Saved data entries
//! Per-request tenant context.
//!
//! The pipeline middleware builds a [`TenantSession`] per request and
//! injects it as an axum extension; handlers and services receive it as an
//! explicit value. It carries the resolved actor attributes (taken from
//! the database at request start, not from the token) and the
//! transaction-bound connection for the request.

use std::sync::Arc;

use serde::{Deserialize, Serialize};
use sqlx::pool::PoolConnection;
use sqlx::Postgres;
use tokio::sync::Mutex;
use uuid::Uuid;

use crate::auth::ActorType;
use crate::constants::COMPANY_ADMIN_ROLE;
use crate::error::ApiError;

/// The request's single pooled connection. All SQL in one request is
/// serialized through this handle, inside one transaction.
pub type SharedConn = Arc<Mutex<PoolConnection<Postgres>>>;

#[derive(Debug, Clone)]
pub struct RequestContext {
    pub user_id: Option<Uuid>,
    pub actor_type: ActorType,
    /// Tenant scope. Present iff the actor is not a superadmin.
    pub company_id: Option<Uuid>,
    /// Actor's branch, resolved from the database, never from the token.
    pub branch_id: Option<Uuid>,
    pub is_super_admin: bool,
    pub role_name: Option<String>,
    pub permissions: Vec<String>,
}

impl RequestContext {
    pub fn anonymous() -> Self {
        Self {
            user_id: None,
            actor_type: ActorType::Web,
            company_id: None,
            branch_id: None,
            is_super_admin: false,
            role_name: None,
            permissions: Vec::new(),
        }
    }

    pub fn is_company_admin(&self) -> bool {
        self.role_name.as_deref() == Some(COMPANY_ADMIN_ROLE)
    }

    pub fn require_company_id(&self) -> Result<Uuid, ApiError> {
        self.company_id
            .ok_or_else(|| ApiError::unauthenticated("No tenant scope for this request"))
    }

    /// Branch narrowing on top of company-level RLS: company admins and
    /// superadmins may select any branch via the query, everyone else is
    /// pinned to their own branch no matter what the query says.
    pub fn effective_branch_id(&self, query_branch_id: Option<Uuid>) -> Option<Uuid> {
        if self.is_super_admin || self.is_company_admin() {
            query_branch_id
        } else {
            self.branch_id
        }
    }

    pub fn snapshot(&self) -> ContextSnapshot {
        ContextSnapshot {
            user_id: self.user_id,
            actor_type: self.actor_type,
            company_id: self.company_id,
            branch_id: self.branch_id,
            is_super_admin: self.is_super_admin,
            role_name: self.role_name.clone(),
            permissions: self.permissions.clone(),
        }
    }
}

/// Serializable form of the context, without the DB handle. This is what
/// crosses queue boundaries; the consumer re-establishes an equivalent
/// transactional context from it.
#[derive(Debug, Clone, Serialize, Deserialize)]
#[serde(rename_all = "camelCase")]
pub struct ContextSnapshot {
    pub user_id: Option<Uuid>,
    pub actor_type: ActorType,
    pub company_id: Option<Uuid>,
    pub branch_id: Option<Uuid>,
    pub is_super_admin: bool,
    pub role_name: Option<String>,
    #[serde(default)]
    pub permissions: Vec<String>,
}

impl ContextSnapshot {
    pub fn into_context(self) -> RequestContext {
        RequestContext {
            user_id: self.user_id,
            actor_type: self.actor_type,
            company_id: self.company_id,
            branch_id: self.branch_id,
            is_super_admin: self.is_super_admin,
            role_name: self.role_name,
            permissions: self.permissions,
        }
    }
}

#[derive(Clone)]
pub struct TenantSession {
    context: Arc<RequestContext>,
    db: Option<SharedConn>,
}

impl TenantSession {
    pub fn new(context: RequestContext, db: SharedConn) -> Self {
        Self {
            context: Arc::new(context),
            db: Some(db),
        }
    }

    /// A session without a transaction (anonymous requests and claims that
    /// carry no tenant scope).
    pub fn detached(context: RequestContext) -> Self {
        Self {
            context: Arc::new(context),
            db: None,
        }
    }

    pub fn anonymous() -> Self {
        Self::detached(RequestContext::anonymous())
    }

    pub fn context(&self) -> &RequestContext {
        &self.context
    }

    /// The transaction-bound connection for this request.
    pub fn db(&self) -> Result<&SharedConn, ApiError> {
        self.db
            .as_ref()
            .ok_or_else(|| ApiError::unauthenticated("No tenant transaction for this request"))
    }

    pub fn snapshot(&self) -> ContextSnapshot {
        self.context.snapshot()
    }
}

#[cfg(test)]
mod tests {
    use super::*;

    fn ctx(role_name: Option<&str>, is_super_admin: bool, branch: Option<Uuid>) -> RequestContext {
        RequestContext {
            user_id: Some(Uuid::new_v4()),
            actor_type: ActorType::Web,
            company_id: Some(Uuid::new_v4()),
            branch_id: branch,
            is_super_admin,
            role_name: role_name.map(str::to_string),
            permissions: Vec::new(),
        }
    }

    #[test]
    fn non_admin_is_pinned_to_own_branch() {
        let own = Uuid::new_v4();
        let other = Uuid::new_v4();
        let context = ctx(Some("dispatcher"), false, Some(own));
        assert_eq!(context.effective_branch_id(Some(other)), Some(own));
        assert_eq!(context.effective_branch_id(None), Some(own));
    }

    #[test]
    fn company_admin_and_superadmin_may_pick_a_branch() {
        let other = Uuid::new_v4();
        let admin = ctx(Some(COMPANY_ADMIN_ROLE), false, Some(Uuid::new_v4()));
        assert_eq!(admin.effective_branch_id(Some(other)), Some(other));

        let superadmin = ctx(None, true, None);
        assert_eq!(superadmin.effective_branch_id(Some(other)), Some(other));
        assert_eq!(superadmin.effective_branch_id(None), None);
    }

    #[test]
    fn require_company_id_fails_without_tenant() {
        let anonymous = RequestContext::anonymous();
        assert!(anonymous.require_company_id().is_err());
    }

    #[test]
    fn snapshot_survives_serialization() {
        let context = ctx(Some("dispatcher"), false, Some(Uuid::new_v4()));
        let json = serde_json::to_string(&context.snapshot()).unwrap();
        let restored: ContextSnapshot = serde_json::from_str(&json).unwrap();
        assert_eq!(restored.company_id, context.company_id);
        assert_eq!(restored.branch_id, context.branch_id);
        assert_eq!(restored.role_name.as_deref(), Some("dispatcher"));
    }
}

What is required: Your task is to copy each line of the entries that includes the word "Deserialize".

Solution to the exercise:
use serde::{Deserialize, Serialize};
#[derive(Debug, Clone, Serialize, Deserialize)]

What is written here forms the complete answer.